Exercise objective:
Retype, word for word, every line from the one holding "if let Some(sub)" through the one holding "let state = apply(&state, Command::AddExpense(second.clone()));" in the entries below, both included, and only those lines.

Data supplied START

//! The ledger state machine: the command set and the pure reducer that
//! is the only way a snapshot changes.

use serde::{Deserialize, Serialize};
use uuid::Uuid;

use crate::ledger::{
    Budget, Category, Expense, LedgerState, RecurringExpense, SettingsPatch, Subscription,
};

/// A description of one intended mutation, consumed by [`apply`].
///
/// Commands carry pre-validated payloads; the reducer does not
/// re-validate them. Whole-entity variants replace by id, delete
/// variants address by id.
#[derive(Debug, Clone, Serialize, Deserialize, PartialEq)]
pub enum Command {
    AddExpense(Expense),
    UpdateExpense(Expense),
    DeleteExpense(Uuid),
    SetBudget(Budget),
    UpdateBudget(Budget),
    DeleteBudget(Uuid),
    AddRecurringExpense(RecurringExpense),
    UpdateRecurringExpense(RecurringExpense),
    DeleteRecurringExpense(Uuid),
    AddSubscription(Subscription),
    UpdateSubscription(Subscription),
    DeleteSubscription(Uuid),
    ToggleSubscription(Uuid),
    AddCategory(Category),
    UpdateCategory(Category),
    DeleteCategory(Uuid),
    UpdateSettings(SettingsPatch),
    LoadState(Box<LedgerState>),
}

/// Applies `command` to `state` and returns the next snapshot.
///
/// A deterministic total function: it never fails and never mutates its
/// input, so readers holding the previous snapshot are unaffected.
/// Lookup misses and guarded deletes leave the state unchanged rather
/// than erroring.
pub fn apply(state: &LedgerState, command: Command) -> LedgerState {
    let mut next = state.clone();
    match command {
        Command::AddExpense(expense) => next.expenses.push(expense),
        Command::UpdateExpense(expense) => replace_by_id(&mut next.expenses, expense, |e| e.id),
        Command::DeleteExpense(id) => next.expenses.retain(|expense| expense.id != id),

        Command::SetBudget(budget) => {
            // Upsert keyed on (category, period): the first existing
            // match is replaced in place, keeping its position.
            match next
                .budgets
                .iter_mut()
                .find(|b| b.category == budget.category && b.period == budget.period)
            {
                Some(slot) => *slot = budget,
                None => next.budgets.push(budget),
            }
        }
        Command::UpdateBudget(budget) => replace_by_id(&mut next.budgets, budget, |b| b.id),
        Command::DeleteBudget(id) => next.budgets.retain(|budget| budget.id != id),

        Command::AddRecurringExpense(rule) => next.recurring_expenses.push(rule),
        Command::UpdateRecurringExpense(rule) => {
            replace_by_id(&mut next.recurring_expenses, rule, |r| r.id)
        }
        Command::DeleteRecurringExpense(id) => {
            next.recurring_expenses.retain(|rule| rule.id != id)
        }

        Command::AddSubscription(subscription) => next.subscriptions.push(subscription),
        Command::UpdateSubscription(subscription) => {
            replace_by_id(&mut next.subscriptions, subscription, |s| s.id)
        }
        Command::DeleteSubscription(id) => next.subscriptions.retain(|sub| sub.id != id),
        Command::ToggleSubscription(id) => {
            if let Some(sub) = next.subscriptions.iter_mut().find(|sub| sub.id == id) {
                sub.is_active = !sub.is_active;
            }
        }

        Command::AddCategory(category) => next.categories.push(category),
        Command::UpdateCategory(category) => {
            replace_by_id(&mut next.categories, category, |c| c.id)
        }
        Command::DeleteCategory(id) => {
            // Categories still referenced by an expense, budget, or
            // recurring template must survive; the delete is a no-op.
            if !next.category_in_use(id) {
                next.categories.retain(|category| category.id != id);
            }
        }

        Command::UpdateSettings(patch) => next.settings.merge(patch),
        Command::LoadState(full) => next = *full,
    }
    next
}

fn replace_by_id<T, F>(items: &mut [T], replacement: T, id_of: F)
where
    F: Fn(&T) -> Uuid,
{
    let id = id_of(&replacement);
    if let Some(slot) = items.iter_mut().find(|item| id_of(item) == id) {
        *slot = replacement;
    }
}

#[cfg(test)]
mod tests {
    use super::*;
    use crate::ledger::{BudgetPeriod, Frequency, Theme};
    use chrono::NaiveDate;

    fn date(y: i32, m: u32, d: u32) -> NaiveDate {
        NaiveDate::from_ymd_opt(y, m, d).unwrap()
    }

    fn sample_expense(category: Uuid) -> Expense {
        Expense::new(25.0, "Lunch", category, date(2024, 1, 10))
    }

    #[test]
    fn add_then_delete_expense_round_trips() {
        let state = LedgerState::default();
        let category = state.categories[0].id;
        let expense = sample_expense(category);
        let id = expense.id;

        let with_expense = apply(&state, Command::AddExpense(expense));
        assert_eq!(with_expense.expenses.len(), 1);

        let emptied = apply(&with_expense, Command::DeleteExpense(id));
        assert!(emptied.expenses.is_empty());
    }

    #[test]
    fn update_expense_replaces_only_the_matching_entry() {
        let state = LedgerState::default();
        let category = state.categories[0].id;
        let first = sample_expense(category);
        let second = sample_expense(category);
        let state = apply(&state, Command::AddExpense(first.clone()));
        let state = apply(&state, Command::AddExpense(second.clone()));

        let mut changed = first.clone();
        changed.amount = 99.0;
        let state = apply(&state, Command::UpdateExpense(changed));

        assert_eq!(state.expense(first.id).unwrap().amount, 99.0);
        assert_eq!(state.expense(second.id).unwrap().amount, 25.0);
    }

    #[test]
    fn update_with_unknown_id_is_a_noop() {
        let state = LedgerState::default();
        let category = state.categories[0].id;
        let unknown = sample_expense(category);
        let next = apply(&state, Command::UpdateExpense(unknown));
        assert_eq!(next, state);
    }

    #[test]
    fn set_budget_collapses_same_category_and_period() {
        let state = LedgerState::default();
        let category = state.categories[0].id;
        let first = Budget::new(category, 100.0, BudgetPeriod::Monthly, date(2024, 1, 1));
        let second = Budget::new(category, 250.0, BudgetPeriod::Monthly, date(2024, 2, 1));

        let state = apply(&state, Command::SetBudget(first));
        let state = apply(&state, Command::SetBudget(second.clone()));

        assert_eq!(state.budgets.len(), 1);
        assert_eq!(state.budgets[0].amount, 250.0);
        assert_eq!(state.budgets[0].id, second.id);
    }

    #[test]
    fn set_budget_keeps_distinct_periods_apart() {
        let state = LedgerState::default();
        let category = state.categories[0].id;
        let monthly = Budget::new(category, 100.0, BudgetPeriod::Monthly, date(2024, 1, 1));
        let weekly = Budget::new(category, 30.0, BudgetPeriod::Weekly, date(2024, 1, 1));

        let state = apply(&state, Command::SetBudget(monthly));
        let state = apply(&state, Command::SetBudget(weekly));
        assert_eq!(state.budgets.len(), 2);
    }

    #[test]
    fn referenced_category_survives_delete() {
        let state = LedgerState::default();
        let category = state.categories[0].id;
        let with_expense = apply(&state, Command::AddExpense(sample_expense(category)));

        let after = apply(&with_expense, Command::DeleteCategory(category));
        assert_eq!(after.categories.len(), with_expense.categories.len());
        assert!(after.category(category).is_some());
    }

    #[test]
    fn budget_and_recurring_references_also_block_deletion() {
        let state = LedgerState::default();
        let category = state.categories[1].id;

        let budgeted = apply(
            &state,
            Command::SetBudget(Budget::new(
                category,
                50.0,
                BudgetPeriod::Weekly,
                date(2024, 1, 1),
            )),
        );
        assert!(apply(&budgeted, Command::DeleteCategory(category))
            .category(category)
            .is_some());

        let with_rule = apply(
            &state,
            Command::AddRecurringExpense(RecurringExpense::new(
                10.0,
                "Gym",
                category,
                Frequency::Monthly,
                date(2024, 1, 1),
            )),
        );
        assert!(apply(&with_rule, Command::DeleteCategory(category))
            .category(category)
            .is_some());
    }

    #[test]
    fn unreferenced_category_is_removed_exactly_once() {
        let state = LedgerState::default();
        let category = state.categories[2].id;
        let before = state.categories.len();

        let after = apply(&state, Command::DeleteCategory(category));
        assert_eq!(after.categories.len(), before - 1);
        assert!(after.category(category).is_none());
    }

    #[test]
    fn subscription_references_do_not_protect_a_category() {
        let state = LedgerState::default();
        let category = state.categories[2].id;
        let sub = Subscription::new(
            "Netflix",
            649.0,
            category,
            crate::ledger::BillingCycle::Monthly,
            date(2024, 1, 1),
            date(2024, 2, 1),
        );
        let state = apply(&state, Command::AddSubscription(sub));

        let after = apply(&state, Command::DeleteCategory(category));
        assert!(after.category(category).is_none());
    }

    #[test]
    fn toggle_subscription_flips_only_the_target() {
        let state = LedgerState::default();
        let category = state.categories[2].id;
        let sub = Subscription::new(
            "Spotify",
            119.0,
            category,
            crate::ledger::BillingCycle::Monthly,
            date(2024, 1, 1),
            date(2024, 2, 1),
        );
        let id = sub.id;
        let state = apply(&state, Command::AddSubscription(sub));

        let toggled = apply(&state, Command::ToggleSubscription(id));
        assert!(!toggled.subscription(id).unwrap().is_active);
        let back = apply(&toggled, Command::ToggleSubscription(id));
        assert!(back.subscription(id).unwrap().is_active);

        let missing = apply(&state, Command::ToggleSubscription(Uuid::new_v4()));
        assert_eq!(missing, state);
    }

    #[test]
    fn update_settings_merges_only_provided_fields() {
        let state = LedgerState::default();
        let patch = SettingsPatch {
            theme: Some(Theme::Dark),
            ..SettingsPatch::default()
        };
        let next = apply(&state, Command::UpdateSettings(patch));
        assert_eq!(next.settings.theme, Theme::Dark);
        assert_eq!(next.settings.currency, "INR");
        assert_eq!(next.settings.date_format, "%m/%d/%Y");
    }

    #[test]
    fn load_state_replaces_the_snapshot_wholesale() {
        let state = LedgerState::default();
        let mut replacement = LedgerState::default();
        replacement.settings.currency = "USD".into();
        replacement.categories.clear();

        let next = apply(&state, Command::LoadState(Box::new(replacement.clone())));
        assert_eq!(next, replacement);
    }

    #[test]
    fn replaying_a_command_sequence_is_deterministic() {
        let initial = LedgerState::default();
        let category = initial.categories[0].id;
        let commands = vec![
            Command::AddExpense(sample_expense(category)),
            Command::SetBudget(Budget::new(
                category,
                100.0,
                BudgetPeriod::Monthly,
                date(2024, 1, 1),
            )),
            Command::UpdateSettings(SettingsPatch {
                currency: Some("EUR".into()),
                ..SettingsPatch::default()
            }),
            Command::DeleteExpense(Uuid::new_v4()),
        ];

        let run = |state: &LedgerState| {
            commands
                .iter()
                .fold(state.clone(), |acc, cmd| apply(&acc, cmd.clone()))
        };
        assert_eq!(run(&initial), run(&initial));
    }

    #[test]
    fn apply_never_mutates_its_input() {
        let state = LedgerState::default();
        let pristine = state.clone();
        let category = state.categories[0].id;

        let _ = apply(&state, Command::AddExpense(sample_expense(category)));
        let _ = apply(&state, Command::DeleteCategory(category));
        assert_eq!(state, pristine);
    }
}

Data supplied END
Data supplied START

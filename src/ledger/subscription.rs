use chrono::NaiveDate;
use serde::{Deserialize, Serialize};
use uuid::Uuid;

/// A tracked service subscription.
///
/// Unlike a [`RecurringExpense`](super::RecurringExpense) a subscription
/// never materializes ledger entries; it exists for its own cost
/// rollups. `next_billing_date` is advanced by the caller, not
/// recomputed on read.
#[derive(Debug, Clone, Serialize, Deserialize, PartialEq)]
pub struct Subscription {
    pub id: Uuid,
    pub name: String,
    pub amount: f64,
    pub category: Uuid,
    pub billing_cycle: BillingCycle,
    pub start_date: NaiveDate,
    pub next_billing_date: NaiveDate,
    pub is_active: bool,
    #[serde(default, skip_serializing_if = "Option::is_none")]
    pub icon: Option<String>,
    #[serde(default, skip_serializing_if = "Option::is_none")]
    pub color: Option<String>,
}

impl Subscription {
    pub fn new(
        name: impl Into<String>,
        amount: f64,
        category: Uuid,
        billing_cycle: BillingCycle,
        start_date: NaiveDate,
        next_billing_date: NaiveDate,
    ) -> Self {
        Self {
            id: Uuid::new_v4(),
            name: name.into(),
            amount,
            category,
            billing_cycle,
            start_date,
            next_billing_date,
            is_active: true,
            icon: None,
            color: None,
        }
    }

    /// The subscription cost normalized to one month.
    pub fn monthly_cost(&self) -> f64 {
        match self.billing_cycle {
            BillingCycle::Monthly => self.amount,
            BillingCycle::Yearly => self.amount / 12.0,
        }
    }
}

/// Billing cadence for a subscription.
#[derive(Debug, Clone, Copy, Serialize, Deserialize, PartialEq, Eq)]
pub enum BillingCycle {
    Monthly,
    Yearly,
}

Data supplied END

Task output:
            if let Some(sub) = next.subscriptions.iter_mut().find(|sub| sub.id == id) {
                sub.is_active = !sub.is_active;
            }
        }

        Command::AddCategory(category) => next.categories.push(category),
        Command::UpdateCategory(category) => {
            replace_by_id(&mut next.categories, category, |c| c.id)
        }
        Command::DeleteCategory(id) => {
            // Categories still referenced by an expense, budget, or
            // recurring template must survive; the delete is a no-op.
            if !next.category_in_use(id) {
                next.categories.retain(|category| category.id != id);
            }
        }

        Command::UpdateSettings(patch) => next.settings.merge(patch),
        Command::LoadState(full) => next = *full,
    }
    next
}

fn replace_by_id<T, F>(items: &mut [T], replacement: T, id_of: F)
where
    F: Fn(&T) -> Uuid,
{
    let id = id_of(&replacement);
    if let Some(slot) = items.iter_mut().find(|item| id_of(item) == id) {
        *slot = replacement;
    }
}

#[cfg(test)]
mod tests {
    use super::*;
    use crate::ledger::{BudgetPeriod, Frequency, Theme};
    use chrono::NaiveDate;

    fn date(y: i32, m: u32, d: u32) -> NaiveDate {
        NaiveDate::from_ymd_opt(y, m, d).unwrap()
    }

    fn sample_expense(category: Uuid) -> Expense {
        Expense::new(25.0, "Lunch", category, date(2024, 1, 10))
    }

    #[test]
    fn add_then_delete_expense_round_trips() {
        let state = LedgerState::default();
        let category = state.categories[0].id;
        let expense = sample_expense(category);
        let id = expense.id;

        let with_expense = apply(&state, Command::AddExpense(expense));
        assert_eq!(with_expense.expenses.len(), 1);

        let emptied = apply(&with_expense, Command::DeleteExpense(id));
        assert!(emptied.expenses.is_empty());
    }

    #[test]
    fn update_expense_replaces_only_the_matching_entry() {
        let state = LedgerState::default();
        let category = state.categories[0].id;
        let first = sample_expense(category);
        let second = sample_expense(category);
        let state = apply(&state, Command::AddExpense(first.clone()));
        let state = apply(&state, Command::AddExpense(second.clone()));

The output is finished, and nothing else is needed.